Dermatology MCQ - Inflammatory Dermatoses - Genetics of Atopic Eczema

Research into the genetics of atopic eczema has identified key mutations that lead to a defective skin barrier, representing a primary predisposing factor for the disease. Mutations in which of the following genes are most strongly and consistently associated with this impaired barrier function and the subsequent development of atopic eczema?

A. Collagen VII gene (COL7A1)
B. Filaggrin gene (FLG)
C. Keratin 5 and Keratin 14 genes (KRT5, KRT14)
D. Fibrillin-1 gene (FBN1)
E. Steroid sulfatase gene (STS)

Correct Answer: B. Filaggrin gene (FLG)

Explanation:

• The Filaggrin gene (FLG) is the most significant genetic discovery in atopic eczema. Loss-of-function mutations in FLG are a major predisposing factor, with odds ratios as high as 3-5 for the development of the disease.
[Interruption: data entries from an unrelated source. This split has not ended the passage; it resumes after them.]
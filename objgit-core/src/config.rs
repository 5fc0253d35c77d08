//! Repository configuration (`.objgit/config.toml`).
//!
//! A missing file yields the defaults; unknown keys are rejected.

use crate::error::{Error, Result};
use serde::{Deserialize, Serialize};
use std::path::Path;

pub const CONFIG_FILE: &str = "config.toml";

#[derive(Debug, Clone, Default, PartialEq, Eq, Serialize, Deserialize)]
#[serde(deny_unknown_fields)]
pub struct Config {
    #[serde(default)]
    pub repo: RepoConfig,

    #[serde(default)]
    pub storage: StorageConfig,

    #[serde(default)]
    pub merge: MergeConfig,

    #[serde(default)]
    pub sync: SyncConfig,

    #[serde(default)]
    pub workspace: WorkspaceConfig,
}

impl Config {
    pub fn load(path: &Path) -> Result<Self> {
        if !path.exists() {
            return Ok(Self::default());
        }
        let text = std::fs::read_to_string(path)?;
        Self::parse(&text)
    }

    pub fn parse(text: &str) -> Result<Self> {
        Ok(toml::from_str(text)?)
    }

    pub fn save(&self, path: &Path) -> Result<()> {
        let text = toml::to_string_pretty(self).map_err(|e| Error::Config(e.to_string()))?;
        if let Some(parent) = path.parent() {
            std::fs::create_dir_all(parent)?;
        }
        std::fs::write(path, text)?;
        Ok(())
    }
}

#[derive(Debug, Clone, PartialEq, Eq, Serialize, Deserialize)]
#[serde(deny_unknown_fields)]
pub struct RepoConfig {
    /// Stable dataset id. When unset, callers derive one from the workspace
    /// directory name.
    #[serde(default)]
    pub dataset: Option<String>,

    /// The integration branch that replace-mode ingest overwrites.
    #[serde(default = "default_main_branch")]
    pub main_branch: String,

    #[serde(default)]
    pub reconstruct: ReconstructStrategy,
}

impl Default for RepoConfig {
    fn default() -> Self {
        Self {
            dataset: None,
            main_branch: default_main_branch(),
            reconstruct: ReconstructStrategy::default(),
        }
    }
}

fn default_main_branch() -> String {
    "main".to_string()
}

/// How a workspace is rebuilt for a target commit.
#[derive(Debug, Clone, Copy, Default, PartialEq, Eq, Serialize, Deserialize)]
#[serde(rename_all = "kebab-case")]
pub enum ReconstructStrategy {
    /// Apply only the target commit's own non-deleted changes.
    #[default]
    CommitDelta,
    /// Replay the parent chain from the root up to the target commit.
    HistoryReplay,
}

#[derive(Debug, Clone, Default, PartialEq, Eq, Serialize, Deserialize)]
#[serde(deny_unknown_fields)]
pub struct StorageConfig {
    #[serde(default)]
    pub backend: StorageBackend,

    #[serde(default)]
    pub on_corrupt: CorruptPolicy,
}

#[derive(Debug, Clone, Copy, Default, PartialEq, Eq, Serialize, Deserialize)]
#[serde(rename_all = "kebab-case")]
pub enum StorageBackend {
    #[default]
    Sqlite,
    Json,
}

/// What to do when a persisted document cannot be parsed.
#[derive(Debug, Clone, Copy, Default, PartialEq, Eq, Serialize, Deserialize)]
#[serde(rename_all = "kebab-case")]
pub enum CorruptPolicy {
    /// Surface `Error::CorruptDocument` and write nothing.
    #[default]
    Abort,
    /// Log and continue as if the document were empty. Discards prior data on
    /// the next write.
    TreatAsEmpty,
}

#[derive(Debug, Clone, Default, PartialEq, Eq, Serialize, Deserialize)]
#[serde(deny_unknown_fields)]
pub struct MergeConfig {
    #[serde(default)]
    pub conflicts: ConflictPolicy,
}

#[derive(Debug, Clone, Copy, Default, PartialEq, Eq, Serialize, Deserialize)]
#[serde(rename_all = "kebab-case")]
pub enum ConflictPolicy {
    /// Never report conflicts; the combine rules decide.
    #[default]
    LastWriterWins,
    /// Report objects edited differently on both sides since the branch point.
    OverlappingEdits,
}

#[derive(Debug, Clone, PartialEq, Eq, Serialize, Deserialize)]
#[serde(deny_unknown_fields)]
pub struct SyncConfig {
    #[serde(default)]
    pub parent_policy: ParentPolicy,

    #[serde(default = "default_true")]
    pub reconstruct_after_replace: bool,
}

impl Default for SyncConfig {
    fn default() -> Self {
        Self {
            parent_policy: ParentPolicy::default(),
            reconstruct_after_replace: true,
        }
    }
}

fn default_true() -> bool {
    true
}

/// Parent linkage after an incremental ingest.
#[derive(Debug, Clone, Copy, Default, PartialEq, Eq, Serialize, Deserialize)]
#[serde(rename_all = "kebab-case")]
pub enum ParentPolicy {
    /// Keep every resolvable parent; repair only dangling ones.
    #[default]
    Preserve,
    /// Rewrite every parent to the previous commit in timestamp order.
    Linearize,
}

#[derive(Debug, Clone, PartialEq, Eq, Serialize, Deserialize)]
#[serde(deny_unknown_fields)]
pub struct WorkspaceConfig {
    /// Substrings of workspace-relative paths that are never tracked.
    #[serde(default = "default_ignore_patterns")]
    pub ignore_patterns: Vec<String>,
}

impl Default for WorkspaceConfig {
    fn default() -> Self {
        Self {
            ignore_patterns: default_ignore_patterns(),
        }
    }
}

fn default_ignore_patterns() -> Vec<String> {
    vec![".objgit".to_string(), ".git".to_string()]
}
use crate::error::Error;
use chrono::{DateTime, Utc};
use serde::{Deserialize, Deserializer, Serialize};
use std::fmt;
use uuid::Uuid;

#[derive(Debug, Clone, Copy, PartialEq, Eq, Hash, Serialize, Deserialize)]
#[serde(try_from = "String", into = "String")]
pub enum ChangeType {
    Added,
    Modified,
    Deleted,
}

impl ChangeType {
    pub fn as_str(&self) -> &'static str {
        match self {
            ChangeType::Added => "Added",
            ChangeType::Modified => "Modified",
            ChangeType::Deleted => "Deleted",
        }
    }

    /// Case-insensitive; surrounding whitespace is ignored.
    pub fn parse(s: &str) -> Option<Self> {
        match s.trim().to_ascii_lowercase().as_str() {
            "added" => Some(ChangeType::Added),
            "modified" => Some(ChangeType::Modified),
            "deleted" => Some(ChangeType::Deleted),
            _ => None,
        }
    }

    /// True for changes that leave the object present in the workspace.
    pub fn is_present(&self) -> bool {
        !matches!(self, ChangeType::Deleted)
    }
}

impl TryFrom<String> for ChangeType {
    type Error = Error;

    fn try_from(value: String) -> Result<Self, Self::Error> {
        ChangeType::parse(&value).ok_or(Error::InvalidChangeType(value))
    }
}

impl From<ChangeType> for String {
    fn from(value: ChangeType) -> Self {
        value.as_str().to_string()
    }
}

impl fmt::Display for ChangeType {
    fn fmt(&self, f: &mut fmt::Formatter<'_>) -> fmt::Result {
        f.write_str(self.as_str())
    }
}

/// Row-major 4x4 affine matrix attached to a change.
#[derive(Debug, Clone, Copy, PartialEq, Serialize, Deserialize)]
#[serde(transparent)]
pub struct Transform(pub [[f64; 4]; 4]);

impl Transform {
    pub const IDENTITY: Transform = Transform([
        [1.0, 0.0, 0.0, 0.0],
        [0.0, 1.0, 0.0, 0.0],
        [0.0, 0.0, 1.0, 0.0],
        [0.0, 0.0, 0.0, 1.0],
    ]);

    pub fn translation(x: f64, y: f64, z: f64) -> Self {
        let mut m = Self::IDENTITY.0;
        m[0][3] = x;
        m[1][3] = y;
        m[2][3] = z;
        Transform(m)
    }

    pub fn offset(&self) -> [f64; 3] {
        [self.0[0][3], self.0[1][3], self.0[2][3]]
    }
}

impl Default for Transform {
    fn default() -> Self {
        Self::IDENTITY
    }
}

#[derive(Debug, Clone, PartialEq, Serialize, Deserialize)]
#[serde(rename_all = "camelCase")]
pub struct ObjectChange {
    pub id: String,
    pub change_type: ChangeType,
    #[serde(default, deserialize_with = "null_as_empty")]
    pub serialized_payload: String,
    #[serde(default, skip_serializing_if = "Option::is_none")]
    pub transform: Option<Transform>,
}

impl ObjectChange {
    pub fn new(id: impl Into<String>, change_type: ChangeType, payload: impl Into<String>) -> Self {
        Self {
            id: id.into(),
            change_type,
            serialized_payload: payload.into(),
            transform: None,
        }
    }

    pub fn added(id: impl Into<String>, payload: impl Into<String>) -> Self {
        Self::new(id, ChangeType::Added, payload)
    }

    pub fn modified(id: impl Into<String>, payload: impl Into<String>) -> Self {
        Self::new(id, ChangeType::Modified, payload)
    }

    /// `payload` is the tombstone: the object's state before deletion.
    pub fn deleted(id: impl Into<String>, payload: impl Into<String>) -> Self {
        Self::new(id, ChangeType::Deleted, payload)
    }

    pub fn with_transform(mut self, transform: Transform) -> Self {
        self.transform = Some(transform);
        self
    }

    pub fn content_hash(&self) -> String {
        hash_content(self.serialized_payload.as_bytes())
    }
}

/// Hex-encoded SHA-256 digest.
pub fn hash_content(content: &[u8]) -> String {
    use sha2::{Digest, Sha256};
    let mut hasher = Sha256::new();
    hasher.update(content);
    hex::encode(hasher.finalize())
}

pub fn new_commit_id() -> String {
    Uuid::new_v4().simple().to_string()
}

#[derive(Debug, Clone, PartialEq, Serialize, Deserialize)]
#[serde(rename_all = "camelCase")]
pub struct Commit {
    pub commit_id: String,
    #[serde(default)]
    pub changes: Vec<ObjectChange>,
    pub timestamp: DateTime<Utc>,
    #[serde(default, deserialize_with = "null_as_empty")]
    pub message: String,
    #[serde(default, deserialize_with = "null_as_empty")]
    pub branch_name: String,
    #[serde(default, deserialize_with = "null_as_empty")]
    pub parent_commit: String,
    #[serde(default, deserialize_with = "null_as_empty")]
    pub author: String,
}

impl Commit {
    pub fn new(
        branch_name: impl Into<String>,
        message: impl Into<String>,
        author: impl Into<String>,
        changes: Vec<ObjectChange>,
    ) -> Self {
        Self {
            commit_id: new_commit_id(),
            changes,
            timestamp: Utc::now(),
            message: message.into(),
            branch_name: branch_name.into(),
            parent_commit: String::new(),
            author: author.into(),
        }
    }

    pub fn with_parent(mut self, parent: Option<String>) -> Self {
        self.parent_commit = parent.unwrap_or_default();
        self
    }

    pub fn with_timestamp(mut self, timestamp: DateTime<Utc>) -> Self {
        self.timestamp = timestamp;
        self
    }

    pub fn with_id(mut self, commit_id: impl Into<String>) -> Self {
        self.commit_id = commit_id.into();
        self
    }

    /// `None` for a root commit.
    pub fn parent(&self) -> Option<&str> {
        if self.parent_commit.is_empty() {
            None
        } else {
            Some(&self.parent_commit)
        }
    }

    pub fn is_root(&self) -> bool {
        self.parent_commit.is_empty()
    }
}

#[derive(Debug, Clone, PartialEq, Eq, Serialize, Deserialize)]
pub struct Branch {
    pub name: String,
    #[serde(default)]
    pub commits: Vec<String>,
}

impl Branch {
    pub fn new(name: impl Into<String>) -> Self {
        Self {
            name: name.into(),
            commits: Vec::new(),
        }
    }

    pub fn contains(&self, commit_id: &str) -> bool {
        self.commits.iter().any(|c| c == commit_id)
    }

    /// Appends unless the id is already listed.
    pub fn push(&mut self, commit_id: impl Into<String>) {
        let commit_id = commit_id.into();
        if !self.contains(&commit_id) {
            self.commits.push(commit_id);
        }
    }
}

#[derive(Debug, Clone, Serialize, Deserialize)]
pub struct CommitInfo {
    pub commit: Commit,
    pub added: usize,
    pub modified: usize,
    pub deleted: usize,
}

impl CommitInfo {
    pub fn from_commit(commit: &Commit) -> Self {
        let count = |kind: ChangeType| {
            commit
                .changes
                .iter()
                .filter(|c| c.change_type == kind)
                .count()
        };

        Self {
            added: count(ChangeType::Added),
            modified: count(ChangeType::Modified),
            deleted: count(ChangeType::Deleted),
            commit: commit.clone(),
        }
    }

    pub fn change_count(&self) -> usize {
        self.commit.changes.len()
    }
}

fn null_as_empty<'de, D>(deserializer: D) -> Result<String, D::Error>
where
    D: Deserializer<'de>,
{
    Ok(Option::<String>::deserialize(deserializer)?.unwrap_or_default())
}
Filaggrin protein is crucial for the formation of the stratum corneum. It aggregates keratin filaments and is later broken down into natural moisturizing factors (NMFs) that maintain skin hydration and a slightly acidic pH. Mutations lead to a defective physical barrier, allowing for increased transepidermal water loss (xerosis) and enhanced penetration of allergens and microbes, which drives the inflammatory process.

• Why the other options are incorrect:

  • A. Collagen VII gene (COL7A1): Mutations in this gene are responsible for Dystrophic Epidermolysis Bullosa, a blistering disorder, and are not associated with atopic eczema.

  • C. Keratin 5 and Keratin 14 genes (KRT5, KRT14): Mutations in these genes cause Epidermolysis Bullosa Simplex, another form of blistering disease.

  • D. Fibrillin-1 gene (FBN1): Mutations in this gene are responsible for Marfan syndrome, a connective tissue disorder.

  • E. Steroid sulfatase gene (STS): Mutations or deletions in this gene are associated with X-linked ichthyosis, a disorder of cornification characterized by widespread, dark, polygonal scales. While it is a disorder of the skin barrier, it is genetically and clinically distinct from atopic eczema.

Key Points for Exams

• Pathophysiological Model: The "Outside-In" Hypothesis is central here. FLG mutations cause a primary barrier defect ("outside"), which allows for the penetration of environmental allergens, leading to immune activation and inflammation ("inside"). This is in contrast to the "Inside-Out" hypothesis, which posits primary immune dysregulation as the initial event.

• Clinical Correlations:

  • Early Onset & Severity: FLG mutations are associated with earlier onset and more persistent, severe eczema.

  • Atopic March: The presence of FLG null mutations increases the risk of a patient progressing from atopic eczema to allergic rhinitis and asthma.

  • Ichthyosis Vulgaris: FLG mutations also cause this common disorder of cornification, characterized by fine, white scale, and it frequently co-exists with atopic eczema.

• Other Genetic Factors: While FLG is the strongest, it is not the only gene involved. Genes involved in immune regulation (e.g., related to Th2 responses, IL-4, IL-13) also play a significant role, explaining why not all atopic eczema patients have FLG mutations.

• Clinical Implication: Understanding the central role of the barrier defect reinforces why daily, consistent emollient use is a cornerstone of management, as it helps to artificially restore the compromised barrier function.